=== WHAT YOU SHOULD DO ===
Work out how many lines of the records contain "message". Answer with the number and nothing else.

=== RECORDS FOR THE EXERCISE ===
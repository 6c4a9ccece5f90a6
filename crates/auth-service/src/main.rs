//! OAuth 2.1 authorization server for obsidian-memory
//!
//! Provides:
//! - RFC 8414 OAuth metadata discovery
//! - RFC 7591 Dynamic Client Registration
//! - Authorization code flow with PKCE (auto-approved)
//! - Token exchange and refresh token rotation
//! - Userinfo and Caddy forward_auth validation for bearer tokens

mod app;
mod config;
mod oauth;
mod validation;

use std::net::SocketAddr;
use std::sync::Arc;

use anyhow::Context;
use clap::Parser;
use oauth_core::AuthorizationServer;
use tokio::signal;
use tracing_subscriber::{layer::SubscriberExt, util::SubscriberInitExt};

use crate::app::AppState;
use crate::config::Config;

#[derive(Parser, Debug)]
#[command(name = "auth-service")]
#[command(about = "OAuth 2.1 authorization server with dynamic client registration")]
struct Cli {
    /// Port to listen on
    #[arg(long, default_value_t = 3001, env = "AUTH_PORT")]
    port: u16,

    /// Address to bind to
    #[arg(long, default_value = "0.0.0.0", env = "AUTH_BIND")]
    bind: String,

    /// Path to config directory
    #[arg(long, default_value = "/config", env = "AUTH_CONFIG_PATH")]
    config_path: String,

    /// Public URL for this service (the OAuth issuer)
    #[arg(long, env = "AUTH_PUBLIC_URL")]
    public_url: String,
}

#[tokio::main]
async fn main() -> anyhow::Result<()> {
    // Initialize tracing
    tracing_subscriber::registry()
        .with(
            tracing_subscriber::EnvFilter::try_from_default_env()
                .unwrap_or_else(|_| "auth_service=info,oauth_core=info,tower_http=debug".into()),
        )
        .with(tracing_subscriber::fmt::layer())
        .init();

    let cli = Cli::parse();

    // Load configuration
    let config = Config::load(&cli.config_path)?;
    let signing_key = config
        .signing_key()
        .context("Invalid signing_key in config.json")?;
    let server = AuthorizationServer::new(config.oauth_settings(&cli.public_url), &signing_key);

    let state = Arc::new(AppState {
        config,
        server,
        public_url: cli.public_url.clone(),
    });

    let app = app::router(state);

    // Parse bind address
    let addr: SocketAddr = format!("{}:{}", cli.bind, cli.port).parse()?;

    tracing::info!("Starting auth-service on {}", addr);
    tracing::info!("Public URL: {}", cli.public_url);

    // Start server
    let listener = tokio::net::TcpListener::bind(addr).await?;
    axum::serve(listener, app)
        .with_graceful_shutdown(shutdown_signal())
        .await?;

    tracing::info!("Auth service shut down");
    Ok(())
}

async fn shutdown_signal() {
    let ctrl_c = async {
        if let Err(e) = signal::ctrl_c().await {
            tracing::error!("Failed to install Ctrl+C handler: {}", e);
            std::future::pending::<()>().await;
        }
    };

    #[cfg(unix)]
    let terminate = async {
        match signal::unix::signal(signal::unix::SignalKind::terminate()) {
            Ok(mut sigterm) => {
                sigterm.recv().await;
            }
            Err(e) => {
                tracing::error!("Failed to install SIGTERM handler: {}", e);
                std::future::pending::<()>().await;
            }
        }
    };

    #[cfg(not(unix))]
    let terminate = std::future::pending::<()>();

    tokio::select! {
        _ = ctrl_c => {},
        _ = terminate => {},
    }

    tracing::info!("Shutdown signal received");
}
//! Token validation endpoint for Caddy forward_auth
//!
//! This endpoint is called by Caddy before proxying requests to protected services.
//! It accepts a request only if it carries a live OAuth access token, and passes
//! the token's subject and scope on as `X-Auth-User` / `X-Auth-Scope`.

use std::sync::Arc;

use axum::{
    extract::State,
    http::{HeaderMap, StatusCode, header},
    response::{IntoResponse, Response},
};

use crate::app::AppState;

/// Extract the token from an `Authorization: Bearer …` header
pub fn bearer_token(headers: &HeaderMap) -> Result<&str, &'static str> {
    let auth_header = headers
        .get(header::AUTHORIZATION)
        .ok_or("Missing Authorization header")?;
    let auth_str = auth_header
        .to_str()
        .map_err(|_| "Invalid Authorization header")?;
    let token = auth_str
        .strip_prefix("Bearer ")
        .ok_or("Invalid Authorization header format")?
        .trim();
    if token.is_empty() {
        return Err("Missing bearer token");
    }
    Ok(token)
}

pub fn unauthorized(challenge: &'static str, message: &'static str) -> Response {
    (
        StatusCode::UNAUTHORIZED,
        [(header::WWW_AUTHENTICATE, challenge)],
        message,
    )
        .into_response()
}

/// Validation endpoint for Caddy forward_auth
///
/// Returns 200 if the request is authenticated, 401 otherwise.
/// Caddy will proxy the request only if this returns 200.
pub async fn handler(State(state): State<Arc<AppState>>, headers: HeaderMap) -> Response {
    let token = match bearer_token(&headers) {
        Ok(token) => token,
        Err(reason) => {
            tracing::debug!("{}", reason);
            return unauthorized("Bearer", reason);
        }
    };

    match state.server.validate(token) {
        Ok(claims) => {
            tracing::debug!(
                "Request authenticated via OAuth token for client {}",
                claims.client_id
            );
            (
                StatusCode::OK,
                [
                    ("X-Auth-User", claims.sub),
                    ("X-Auth-Scope", claims.scope.unwrap_or_default()),
                ],
                "OK",
            )
                .into_response()
        }
        Err(err) => {
            tracing::debug!("Invalid or expired token: {}", err);
            unauthorized("Bearer error=\"invalid_token\"", "Invalid or expired token")
        }
    }
}
//! OAuth 2.1 Authorization Endpoint
//!
//! Handles authorization requests with PKCE support.
//! Requests are auto-approved for the configured subject; there is no login
//! or consent page.

use std::sync::Arc;

use axum::{
    Form,
    extract::{
        Query, State,
        rejection::{FormRejection, QueryRejection},
    },
    http::StatusCode,
    response::{IntoResponse, Redirect, Response},
};
use oauth_core::{AuthorizeError, AuthorizeRequest, OAuthError};

use crate::app::AppState;

/// Handler for `GET /authorize`
pub async fn get_handler(
    State(state): State<Arc<AppState>>,
    params: Result<Query<AuthorizeRequest>, QueryRejection>,
) -> Response {
    match params {
        Ok(Query(params)) => authorize(&state, &params),
        Err(rejection) => direct_error(StatusCode::BAD_REQUEST, &rejection.body_text()),
    }
}

/// Handler for `POST /authorize` (form-encoded parameters)
pub async fn post_handler(
    State(state): State<Arc<AppState>>,
    params: Result<Form<AuthorizeRequest>, FormRejection>,
) -> Response {
    match params {
        Ok(Form(params)) => authorize(&state, &params),
        Err(rejection) => direct_error(StatusCode::BAD_REQUEST, &rejection.body_text()),
    }
}

fn authorize(state: &AppState, params: &AuthorizeRequest) -> Response {
    if let Err(e) = state.server.purge_expired() {
        tracing::warn!("Failed to purge expired grants: {}", e);
    }

    match state.server.authorize(params, &state.config.subject) {
        Ok(grant) => Redirect::to(&grant.redirect_url()).into_response(),
        Err(AuthorizeError::Direct(error)) => {
            tracing::warn!(
                "Rejected authorization request for client {}: {}",
                params.client_id,
                error
            );
            match error {
                OAuthError::ServerError(_) => direct_error(
                    StatusCode::INTERNAL_SERVER_ERROR,
                    "The server encountered an internal error",
                ),
                OAuthError::UnknownClient => direct_error(
                    StatusCode::BAD_REQUEST,
                    "Unknown client_id. Please register first.",
                ),
                OAuthError::RedirectMismatch => direct_error(
                    StatusCode::BAD_REQUEST,
                    "redirect_uri does not match registered URIs for this client.",
                ),
                other => direct_error(StatusCode::BAD_REQUEST, &other.to_string()),
            }
        }
        Err(err) => {
            tracing::debug!(
                "Authorization request for client {} failed: {}",
                params.client_id,
                err
            );
            match err.redirect_url() {
                Some(url) => Redirect::to(&url).into_response(),
                None => direct_error(StatusCode::BAD_REQUEST, &err.to_string()),
            }
        }
    }
}

/// Error shown to the user agent when the redirect URI cannot be trusted
fn direct_error(status: StatusCode, message: &str) -> Response {
    (status, message.to_string()).into_response()
}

=== RESPONSE FOR THIS EXERCISE ===
4